Víctor la acostó y le abrió las piernas y bajó. Desde mi ángulo le veía la nuca, el movimiento lento de la mandíbula, y le veía a ella los pies clavándose en el colchón. Conozco esa lengua. Sé exactamente qué está haciendo, en qué círculo, con cuánta presión, y verlo hacérselo a otra —oírla decir mierda, mierda, no pares, con el acento de ella y no el mío— me puso más loca que cualquier cosa que hubiera sentido en la cama en años. Me mordí el labio para no hacer ruido. Irene se vino con la mano en el pelo de Víctor, tirándole, temblándole los muslos alrededor de la cara de mi marido.
—Vení —dijo ella, ronca, y se sentó y le abrió el cinto.
Se la chupó mirando hacia el vestidor. A mí. Con los ojos abiertos y clavados en la ranura donde ella sabía que yo estaba, y se la sacaba de la boca y le pasaba la lengua por toda la extensión sin dejar de mirar. Víctor gemía con la cabeza tirada atrás, sin idea. Yo me estaba masturbando con la mano entera adentro del short, sin respirar, a punto de venirme y sin querer venirme todavía.
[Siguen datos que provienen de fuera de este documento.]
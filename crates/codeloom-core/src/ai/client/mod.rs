//! Completion service boundary
//!
//! - `CompletionService` - what workflows call to get the next assistant turn
//! - `AiClient` - reqwest implementation speaking OpenAI or Anthropic format

mod config;
mod core;

pub use config::{AiClientConfig, ApiFormat};
pub use self::core::AiClient;

use async_trait::async_trait;
use thiserror::Error;

use crate::ai::types::{AiTool, Message};

/// Provider or transport failure. Never retried by the graph engine.
#[derive(Debug, Error)]
pub enum CompletionError {
    #[error("HTTP request failed: {0}")]
    Http(#[from] reqwest::Error),

    #[error("provider returned {status}: {body}")]
    Status { status: u16, body: String },

    #[error("invalid provider response: {0}")]
    InvalidResponse(String),

    #[error("no API key configured (set CODELOOM_API_KEY or ai.api_key)")]
    MissingApiKey,
}

/// One request to the completion service
#[derive(Debug, Clone, Default)]
pub struct CompletionRequest {
    pub system: Option<String>,
    pub messages: Vec<Message>,
    pub tools: Vec<AiTool>,
}

impl CompletionRequest {
    pub fn new(messages: Vec<Message>) -> Self {
        Self {
            messages,
            ..Default::default()
        }
    }

    pub fn with_system(mut self, system: impl Into<String>) -> Self {
        self.system = Some(system.into());
        self
    }

    pub fn with_tools(mut self, tools: Vec<AiTool>) -> Self {
        self.tools = tools;
        self
    }
}

/// Given an ordered conversation and tool signatures, returns one assistant turn.
#[async_trait]
pub trait CompletionService: Send + Sync {
    async fn complete(&self, request: CompletionRequest) -> Result<Message, CompletionError>;

    /// Tool-less single prompt; returns the trimmed assistant text.
    async fn complete_text(&self, system: &str, user: &str) -> Result<String, CompletionError> {
        let request =
            CompletionRequest::new(vec![Message::user(user)]).with_system(system.to_string());
        let reply = self.complete(request).await?;
        Ok(reply.content.trim().to_string())
    }
}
Se puso el preservativo ella. Se subió encima y bajó de una vez, de golpe, y los dos hicieron el mismo sonido animal. Empezó a moverse, las manos apoyadas en el pecho de él, el pelo cayéndole en la cara, y Víctor le agarraba la cintura y la subía y la bajaba. La cama sonaba. El departamento entero sonaba.
Y entonces Víctor giró la cabeza hacia el vestidor y dijo, entre dientes, jadeando:
—Beatriz.
No una pregunta. Un llamado.
Abrí la puerta. Salí con el short empapado y las piernas flojas, y ninguno de los dos se detuvo; Irene siguió cabalgándolo y estiró una mano hacia mí.
—Te dije.
Me arrancó la remera. Me besó con la boca todavía con gusto a Víctor, hondo, sin permiso, y yo se lo devolví con una furia que no me conocía. Víctor me metió la mano en el short y encontró el desastre que era yo y dijo "Dios mío" y no supe si por eso o por lo que le hacía Irene adentro.
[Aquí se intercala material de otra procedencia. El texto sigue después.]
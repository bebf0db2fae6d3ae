//! Applying a schema statement by statement with bounded correction
//!
//! Statements run one at a time with no surrounding transaction. When one
//! fails, only that statement is corrected and retried, up to
//! `max_attempts` corrections; after that it is abandoned and the batch
//! continues. Statements already applied stay applied.

use std::sync::Arc;

use serde::{Deserialize, Serialize};
use tracing::{info, warn};

use super::prompts;
use super::sql::{clean_sql_response, looks_like_sql};
use super::types::{SchemaResult, SqlDialect};
use crate::ai::client::CompletionService;
use crate::tools::AnswerSource;

/// Runs one SQL statement against a database
pub trait StatementExecutor: Send {
    fn execute(&mut self, statement: &str) -> anyhow::Result<()>;

    /// Flavor corrected statements must be written in
    fn dialect(&self) -> SqlDialect;
}

/// Who supplies corrected statements
#[derive(Debug, Clone, Copy, PartialEq, Eq, Serialize, Deserialize, Default)]
#[serde(rename_all = "lowercase")]
pub enum CorrectionMode {
    /// Ask the completion service
    #[default]
    Model,
    /// Ask a human through an answer source
    Operator,
}

/// Source of corrections, matching `CorrectionMode`
#[derive(Clone)]
pub enum Corrector {
    Model(Arc<dyn CompletionService>),
    Operator(Arc<dyn AnswerSource>),
}

/// What happened to one statement
#[derive(Debug, Clone, PartialEq, Eq, Serialize)]
#[serde(tag = "outcome", rename_all = "lowercase")]
pub enum StatementOutcome {
    Applied {
        statement: String,
    },
    Corrected {
        original: String,
        corrected: String,
        attempts: u32,
    },
    Abandoned {
        statement: String,
        error: String,
        attempts: u32,
    },
}

#[derive(Debug, Clone, Default, Serialize)]
pub struct ApplyReport {
    pub outcomes: Vec<StatementOutcome>,
}

impl ApplyReport {
    pub fn applied(&self) -> usize {
        self.count(|o| matches!(o, StatementOutcome::Applied { .. }))
    }

    pub fn corrected(&self) -> usize {
        self.count(|o| matches!(o, StatementOutcome::Corrected { .. }))
    }

    pub fn abandoned(&self) -> usize {
        self.count(|o| matches!(o, StatementOutcome::Abandoned { .. }))
    }

    /// Every statement ended up in the database
    pub fn is_complete(&self) -> bool {
        self.abandoned() == 0
    }

    fn count(&self, pred: impl Fn(&StatementOutcome) -> bool) -> usize {
        self.outcomes.iter().filter(|o| pred(o)).count()
    }
}

enum Fix {
    Candidate(String),
    /// This attempt produced nothing usable
    Unusable,
    /// Stop correcting this statement
    GiveUp,
}

pub struct SchemaApplier<E: StatementExecutor> {
    executor: E,
    corrector: Corrector,
    max_attempts: u32,
}

impl<E: StatementExecutor> SchemaApplier<E> {
    pub fn new(executor: E, corrector: Corrector, max_attempts: u32) -> Self {
        Self {
            executor,
            corrector,
            max_attempts,
        }
    }

    pub fn into_executor(self) -> E {
        self.executor
    }

    /// Apply CREATE statements, then ALTER statements
    pub async fn apply_result(&mut self, result: &SchemaResult) -> ApplyReport {
        let statements: Vec<String> = result.statements().map(|s| s.statement.clone()).collect();
        self.apply(&statements).await
    }

    pub async fn apply(&mut self, statements: &[String]) -> ApplyReport {
        let mut report = ApplyReport::default();
        for statement in statements {
            let outcome = self.apply_one(statement).await;
            report.outcomes.push(outcome);
        }
        info!(
            applied = report.applied(),
            corrected = report.corrected(),
            abandoned = report.abandoned(),
            "Schema apply finished"
        );
        report
    }

    async fn apply_one(&mut self, statement: &str) -> StatementOutcome {
        let mut error = match self.executor.execute(statement) {
            Ok(()) => {
                return StatementOutcome::Applied {
                    statement: statement.to_string(),
                }
            }
            Err(e) => format!("{:#}", e),
        };
        warn!(%error, "Statement failed, entering correction loop");

        let mut candidate = statement.to_string();
        let mut attempts = 0;

        while attempts < self.max_attempts {
            attempts += 1;
            match self.request_fix(&candidate, &error).await {
                Fix::Candidate(fixed) => match self.executor.execute(&fixed) {
                    Ok(()) => {
                        info!(attempts, "Corrected statement applied");
                        return StatementOutcome::Corrected {
                            original: statement.to_string(),
                            corrected: fixed,
                            attempts,
                        };
                    }
                    Err(e) => {
                        error = format!("{:#}", e);
                        warn!(attempts, %error, "Corrected statement failed");
                        candidate = fixed;
                    }
                },
                Fix::Unusable => warn!(attempts, "Correction attempt produced no SQL"),
                Fix::GiveUp => break,
            }
        }

        warn!(attempts, "Abandoning statement");
        StatementOutcome::Abandoned {
            statement: statement.to_string(),
            error,
            attempts,
        }
    }

    async fn request_fix(&self, statement: &str, error: &str) -> Fix {
        match &self.corrector {
            Corrector::Model(service) => {
                let system = prompts::fix_statement_system(self.executor.dialect());
                let user = prompts::fix_statement_user(statement, error);
                match service.complete_text(&system, &user).await {
                    Ok(reply) => {
                        let fixed = clean_sql_response(&reply);
                        if looks_like_sql(&fixed) {
                            Fix::Candidate(fixed)
                        } else {
                            Fix::Unusable
                        }
                    }
                    Err(e) => {
                        warn!(error = %e, "Completion failed while correcting statement");
                        Fix::Unusable
                    }
                }
            }
            Corrector::Operator(answers) => {
                let question = prompts::operator_fix_question(statement, error);
                match answers.ask(&question).await {
                    Ok(answer) if !answer.trim().is_empty() => Fix::Candidate(answer.trim().to_string()),
                    Ok(_) => {
                        info!("Operator skipped the statement");
                        Fix::GiveUp
                    }
                    Err(e) => {
                        warn!(error = %e, "No operator answer");
                        Fix::GiveUp
                    }
                }
            }
        }
    }
}

#[cfg(test)]
mod tests {
    use super::*;
    use crate::ai::client::{CompletionError, CompletionRequest};
    use crate::ai::types::Message;
    use crate::tools::answer_channel;
    use async_trait::async_trait;
    use std::collections::VecDeque;
    use std::sync::Mutex;

    /// Fails any statement containing one of `poison`
    #[derive(Default)]
    struct FakeExecutor {
        poison: Vec<&'static str>,
        executed: Vec<String>,
    }

    impl StatementExecutor for FakeExecutor {
        fn execute(&mut self, statement: &str) -> anyhow::Result<()> {
            self.executed.push(statement.to_string());
            if let Some(p) = self.poison.iter().find(|p| statement.contains(**p)) {
                anyhow::bail!("syntax error near {}", p);
            }
            Ok(())
        }

        fn dialect(&self) -> SqlDialect {
            SqlDialect::MySql
        }
    }

    struct ScriptedFixes {
        replies: Mutex<VecDeque<String>>,
        calls: Mutex<usize>,
    }

    impl ScriptedFixes {
        fn new(replies: &[&str]) -> Arc<Self> {
            Arc::new(Self {
                replies: Mutex::new(replies.iter().map(|s| s.to_string()).collect()),
                calls: Mutex::new(0),
            })
        }

        fn calls(&self) -> usize {
            *self.calls.lock().unwrap()
        }
    }

    #[async_trait]
    impl CompletionService for ScriptedFixes {
        async fn complete(&self, _request: CompletionRequest) -> Result<Message, CompletionError> {
            *self.calls.lock().unwrap() += 1;
            let reply = self
                .replies
                .lock()
                .unwrap()
                .pop_front()
                .unwrap_or_else(|| "CREATE TABLE still_broken BAD;".to_string());
            Ok(Message::assistant(reply))
        }
    }

    fn stmts(items: &[&str]) -> Vec<String> {
        items.iter().map(|s| s.to_string()).collect()
    }

    #[tokio::test]
    async fn clean_batch_applies_everything() {
        let service = ScriptedFixes::new(&[]);
        let mut applier = SchemaApplier::new(FakeExecutor::default(), Corrector::Model(service.clone()), 6);
        let report = applier.apply(&stmts(&["CREATE TABLE a (id INT);", "CREATE TABLE b (id INT);"])).await;
        assert_eq!(report.applied(), 2);
        assert!(report.is_complete());
        assert_eq!(service.calls(), 0);
    }

    #[tokio::test]
    async fn failing_statement_is_corrected_alone() {
        let service = ScriptedFixes::new(&["```sql\nCREATE TABLE b (id INT);\n```"]);
        let executor = FakeExecutor {
            poison: vec!["BAD"],
            ..Default::default()
        };
        let mut applier = SchemaApplier::new(executor, Corrector::Model(service.clone()), 6);
        let report = applier
            .apply(&stmts(&["CREATE TABLE a (id INT);", "CREATE TABLE b (id BAD);", "CREATE TABLE c (id INT);"]))
            .await;

        assert_eq!(report.applied(), 2);
        assert_eq!(report.corrected(), 1);
        assert_eq!(
            report.outcomes[1],
            StatementOutcome::Corrected {
                original: "CREATE TABLE b (id BAD);".into(),
                corrected: "CREATE TABLE b (id INT);".into(),
                attempts: 1,
            }
        );
        let executed = applier.into_executor().executed;
        assert_eq!(executed.len(), 4);
        assert_eq!(executed[3], "CREATE TABLE c (id INT);");
    }

    #[tokio::test]
    async fn permanent_failure_is_bounded_then_skipped() {
        let service = ScriptedFixes::new(&[]);
        let executor = FakeExecutor {
            poison: vec!["BAD"],
            ..Default::default()
        };
        let mut applier = SchemaApplier::new(executor, Corrector::Model(service.clone()), 6);
        let report = applier
            .apply(&stmts(&["CREATE TABLE x (id BAD);", "CREATE TABLE y (id INT);"]))
            .await;

        assert_eq!(service.calls(), 6);
        assert!(matches!(
            report.outcomes[0],
            StatementOutcome::Abandoned { attempts: 6, .. }
        ));
        assert_eq!(
            report.outcomes[1],
            StatementOutcome::Applied {
                statement: "CREATE TABLE y (id INT);".into()
            }
        );
    }

    #[tokio::test]
    async fn non_sql_reply_uses_an_attempt() {
        let service = ScriptedFixes::new(&["Sorry, I can't help.", "CREATE TABLE z (id INT);"]);
        let executor = FakeExecutor {
            poison: vec!["BAD"],
            ..Default::default()
        };
        let mut applier = SchemaApplier::new(executor, Corrector::Model(service.clone()), 6);
        let report = applier.apply(&stmts(&["CREATE TABLE z (id BAD);"])).await;
        assert!(matches!(
            report.outcomes[0],
            StatementOutcome::Corrected { attempts: 2, .. }
        ));
    }

    #[tokio::test]
    async fn operator_empty_answer_abandons_statement() {
        let (answers, mut handle) = answer_channel(1);
        tokio::spawn(async move {
            while let Some(pending) = handle.next_question().await {
                pending.answer("");
            }
        });
        let executor = FakeExecutor {
            poison: vec!["BAD"],
            ..Default::default()
        };
        let mut applier = SchemaApplier::new(executor, Corrector::Operator(Arc::new(answers)), 6);
        let report = applier.apply(&stmts(&["CREATE TABLE q (id BAD);"])).await;
        assert!(matches!(
            report.outcomes[0],
            StatementOutcome::Abandoned { attempts: 1, .. }
        ));
    }

    #[tokio::test]
    async fn operator_fix_is_executed() {
        let (answers, mut handle) = answer_channel(1);
        tokio::spawn(async move {
            if let Some(pending) = handle.next_question().await {
                assert!(pending.question.contains("syntax error near BAD"));
                pending.answer("CREATE TABLE q (id INT);");
            }
        });
        let executor = FakeExecutor {
            poison: vec!["BAD"],
            ..Default::default()
        };
        let mut applier = SchemaApplier::new(executor, Corrector::Operator(Arc::new(answers)), 6);
        let report = applier.apply(&stmts(&["CREATE TABLE q (id BAD);"])).await;
        assert_eq!(report.corrected(), 1);
    }
}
Me saqué todo. Me subí a la cama de rodillas y Irene me empujó hacia adelante hasta que quedé sentada sobre la cara de mi marido, mirándola a ella, y sentí la lengua de Víctor abriéndome desde abajo mientras ella me agarraba las tetas y me mordía el cuello. Nos movimos las dos sobre él, encima, sostenidas una en la otra, y en algún momento nos estábamos besando otra vez y yo tenía la mano entre sus piernas, en el punto donde él la penetraba, tocándolos a los dos al mismo tiempo, sintiéndolo entrar y salir de ella con las yemas de mis dedos.
Me vine así, con la boca de Víctor devorándome y la lengua de Irene en la mía, gritando algo que no era una palabra. Ella se vino después, o al mismo tiempo, no sé; se derrumbó sobre mí y me clavó los dientes en el hombro. Y Víctor me sacó de encima con una fuerza que no le conocía, me puso en cuatro al lado de ella y me cogió así, mirándome la espalda, hasta que se vino con la frente apoyada entre mis omóplatos, diciendo mi nombre, solamente mi nombre, tres veces.
Quedamos los tres tirados, transpirados, la sábana hecha una soga. Irene se rió sola en el techo.
—Los odio. Recién ahora me doy cuenta de lo bien que se llevan.
Se fue a la una y media, vestida, fresca, con la botella de vino sin terminar bajo el brazo y un beso en la boca para cada uno. Sin números, sin promesas. Perfecta.
Víctor cerró la puerta y volvió a la cama. Nos quedamos frente a frente, la ciudad titilando detrás del vidrio, sin tocarnos todavía.
—¿Estás bien? —preguntó.
—Estoy acá —dije—. Nunca estuve más acá.
Me miró un rato largo. Y lo que había en esa mirada no era culpa, ni miedo, ni la pregunta de siempre. Era yo, entera, por primera vez en ocho años sin nada guardado en un vestidor.